On Mon, 10 Mar 2025 at 20:36, Richard (Rikki) Andrew Cattermole via Digitalmars-d <digitalmars-d@puremagic.com> wrote:
On 10/03/2025 11:11 PM, Manu wrote:
> Has anyone poked at this? Are there known inhibitors?

A lot of the tests have switches applied to them.

Yup, I saw that. They need to be batched by switch group I guess...

They are not as simple as it initially appears.

Also each test may have a main function.

Obviously that design doesn't scale.
Maybe put a compiler hack which takes multiple main() functions from separate modules and queues them to run sequentially... that's probably easier than re-engineering thousands of test files?
 
I'm sure there are some low hanging fruit, and a new test runner may be
able to take advantage of that. But I suspect that this isn't an easy task.

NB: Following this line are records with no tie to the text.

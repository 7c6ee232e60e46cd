//! End-to-end scenarios for the conversion engine: accumulate, select,
//! convert, dispense, persist.

use provender_core::dispenser::{Dispenser, DispenserState};
use provender_core::event::{Event, EventKind};
use provender_core::hopper::{CellPos, HopperGrid};
use provender_core::serialize::{load_state, save_state, state_hash};
use provender_core::test_utils::*;

#[test]
fn full_lifecycle_accumulate_convert_dispense() {
    let w = TestWorld::new();
    let mut d = w.dispenser();
    let mut grid = HopperGrid::new();
    w.stock_cell(&mut grid, CellPos::new(0, 1), w.berries, 10);
    w.stock_cell(&mut grid, CellPos::new(1, 0), w.grain, 10);

    // 240 intake per day over 240 periods: 1.0 pull power per tick, which
    // buys one berry or grain unit (1.0 each) worth 3.0 reserve.
    let mut ticks = 0;
    while d.available_units() < 3 {
        d.tick_rare(&mut grid, &w.registry, true, fixed(PERIODS_PER_DAY));
        ticks += 1;
        assert!(ticks < 100, "device never accumulated three units");
    }

    // 3 units at cost 2.0 means at least 6.0 reserve from 2 pulls of 3.0.
    assert!(d.processed_reserve() >= fixed(6.0));

    let item = d.try_dispense().expect("three units were available");
    assert_eq!(item.kind, w.paste);
    assert!(!item.provenance.is_empty());

    // Ten units of feedstock remain somewhere on the grid.
    let remaining = grid.total_of(w.berries) + grid.total_of(w.grain);
    assert!(remaining < 20);
}

#[test]
fn smallest_stacks_drain_first_over_a_run() {
    let w = TestWorld::new();
    let mut d = w.dispenser();
    let mut grid = HopperGrid::new();
    let small = w.stock_cell(&mut grid, CellPos::new(0, 1), w.berries, 3);
    let large = w.stock_cell(&mut grid, CellPos::new(1, 0), w.grain, 7);

    // Each tick grants 1.0 power and consumes exactly one unit from the
    // smallest surviving stack.
    d.tick_rare(&mut grid, &w.registry, true, fixed(PERIODS_PER_DAY));
    assert_eq!(grid.get(small).unwrap().count, 2);
    assert_eq!(grid.get(large).unwrap().count, 7);

    d.tick_rare(&mut grid, &w.registry, true, fixed(PERIODS_PER_DAY));
    d.tick_rare(&mut grid, &w.registry, true, fixed(PERIODS_PER_DAY));
    assert!(grid.get(small).is_none(), "small stack should be exhausted");
    assert_eq!(grid.get(large).unwrap().count, 7);

    d.tick_rare(&mut grid, &w.registry, true, fixed(PERIODS_PER_DAY));
    assert_eq!(grid.get(large).unwrap().count, 6);
}

#[test]
fn conservation_without_saturation() {
    let w = TestWorld::new();
    let mut config = w.config();
    // Large capacity so nothing is lost to saturation.
    config.reserve_capacity = fixed(1000.0);
    let mut d = Dispenser::new(config, CellPos::new(0, 0), &w.registry).unwrap();
    let mut grid = HopperGrid::new();
    w.stock_cell(&mut grid, CellPos::new(0, 1), w.berries, 30);

    let initial_stock = grid.total_of(w.berries);
    let mut dispensed = 0u32;
    for _ in 0..60 {
        d.tick_rare(&mut grid, &w.registry, true, fixed(PERIODS_PER_DAY));
        if d.try_dispense().is_some() {
            dispensed += 1;
        }
    }

    let consumed = initial_stock - grid.total_of(w.berries);
    // Berries are 1.0 nutrition each at ratio 3.0; every quantity here is
    // integral, so the ledger balances exactly.
    let converted = fixed(consumed as f64) * fixed(3.0);
    let dispensed_cost = fixed(dispensed as f64) * d.output_unit_cost();
    assert_eq!(d.processed_reserve() + dispensed_cost, converted);
}

#[test]
fn pull_power_growth_is_monotonic_until_saturation() {
    let w = TestWorld::new();
    let mut d = w.dispenser();
    // No stock anywhere: power only accumulates.
    let mut grid = HopperGrid::new();

    let mut last = d.pull_power();
    let mut saturated_ticks = 0;
    for _ in 0..30 {
        d.tick_rare(&mut grid, &w.registry, true, fixed(PERIODS_PER_DAY));
        let now = d.pull_power();
        assert!(now >= last, "pull power decreased with no consumption");
        assert!(now <= fixed(5.0));
        if now == fixed(5.0) {
            saturated_ticks += 1;
        }
        last = now;
    }
    assert!(saturated_ticks > 0, "cap was never reached");
}

#[test]
fn unpowered_gated_device_stalls_completely() {
    let w = TestWorld::new();
    let mut d = w.dispenser();
    let mut grid = HopperGrid::new();
    let stack = w.stock_cell(&mut grid, CellPos::new(0, 1), w.berries, 5);

    for _ in 0..10 {
        d.tick_rare(&mut grid, &w.registry, false, fixed(PERIODS_PER_DAY));
    }
    assert_eq!(d.pull_power(), fixed(0.0));
    assert_eq!(d.processed_reserve(), fixed(0.0));
    assert_eq!(grid.get(stack).unwrap().count, 5);
}

#[test]
fn dispense_gating_follows_available_units() {
    let w = TestWorld::new();
    let mut d = w.dispenser();
    // Reserve 1.0 at cost 2.0: unavailable.
    d.restore(DispenserState {
        processed_reserve: fixed(1.0),
        ..DispenserState::default()
    });
    assert_eq!(d.available_units(), 0);
    assert!(d.try_dispense().is_none());

    // Topping up to 2.0 makes exactly one unit available.
    d.restore(DispenserState {
        processed_reserve: fixed(2.0),
        ..DispenserState::default()
    });
    assert_eq!(d.available_units(), 1);
    assert!(d.try_dispense().is_some());
    assert_eq!(d.available_units(), 0);
    assert!(d.try_dispense().is_none());
}

#[test]
fn save_load_resumes_identically() {
    let w = TestWorld::new();
    let mut d = w.dispenser();
    let mut grid = HopperGrid::new();
    w.stock_cell(&mut grid, CellPos::new(0, 1), w.berries, 20);

    for _ in 0..7 {
        d.tick_rare(&mut grid, &w.registry, true, fixed(PERIODS_PER_DAY));
    }

    let data = save_state(d.state()).unwrap();
    let restored_state = load_state(&data).unwrap();
    assert_eq!(state_hash(&restored_state), state_hash(d.state()));

    // A fresh device restored from the snapshot behaves like the original.
    let mut twin = w.dispenser();
    twin.restore(restored_state);
    let mut twin_grid = grid.clone();

    d.tick_rare(&mut grid, &w.registry, true, fixed(PERIODS_PER_DAY));
    twin.tick_rare(&mut twin_grid, &w.registry, true, fixed(PERIODS_PER_DAY));
    assert_eq!(state_hash(d.state()), state_hash(twin.state()));
}

#[test]
fn reset_midway_starts_a_fresh_batch() {
    let w = TestWorld::new();
    let mut d = w.dispenser();
    let mut grid = HopperGrid::new();
    w.stock_cell(&mut grid, CellPos::new(0, 1), w.berries, 5);
    w.stock_cell(&mut grid, CellPos::new(1, 0), w.grain, 5);

    for _ in 0..4 {
        d.tick_rare(&mut grid, &w.registry, true, fixed(PERIODS_PER_DAY));
    }
    assert!(!d.contained_kinds().is_empty());

    d.reset();
    assert_eq!(d.processed_reserve(), fixed(0.0));
    assert_eq!(d.pull_power(), fixed(0.0));
    assert!(d.contained_kinds().is_empty());
    assert_eq!(d.available_units(), 0);

    // Provenance after the reset only names kinds pulled after the reset.
    d.tick_rare(&mut grid, &w.registry, true, fixed(PERIODS_PER_DAY));
    assert_eq!(d.contained_kinds().len(), 1);
}

#[test]
fn event_stream_narrates_a_run() {
    let w = TestWorld::new();
    let mut d = w.dispenser();
    let mut grid = HopperGrid::new();
    w.stock_cell(&mut grid, CellPos::new(0, 1), w.berries, 5);

    d.tick_rare(&mut grid, &w.registry, true, fixed(PERIODS_PER_DAY));
    let _ = d.try_dispense();
    let _ = d.try_dispense(); // only one unit was available
    d.reset();

    let kinds: Vec<EventKind> = d.drain_events().iter().map(Event::kind).collect();
    assert_eq!(
        kinds,
        vec![
            EventKind::MaterialPulled,
            EventKind::ItemDispensed,
            EventKind::DispenseUnavailable,
            EventKind::DeviceReset,
        ]
    );
}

This appears to be a whole new test runner already? It doesn't look familiar at all to me since last time I was pushing to DMD. (like ~2020?)

But yeah, nar, it clearly needs some work. I reckon it's literally a maximum priority issue; I can say that I'm not motivated to commit to DMD like this. 'ain't no one got time for that! Am I the only one, or is it repellant to other potential contributors?
I mean, like, you can't meaningfully focus on the work you're doing, because you make a tweak and then twiddle your thumbs for way too long to find out if you made a mistake... I've long since moved on to doing something else in that timeframe.
Like, Nick asked me to add back-ticks to a comment... an hour later, he's long gone off and doing something else... as you would expect!
We could build and run Overwatch tests in a quarter of the time (an enormous project!), and I thought that was bad then! :P ... maybe DLF have resources to direct at this, and/or I wonder if it's an obvious GSOC project?
If it were my project, I would treat any resources directed to this as an investment.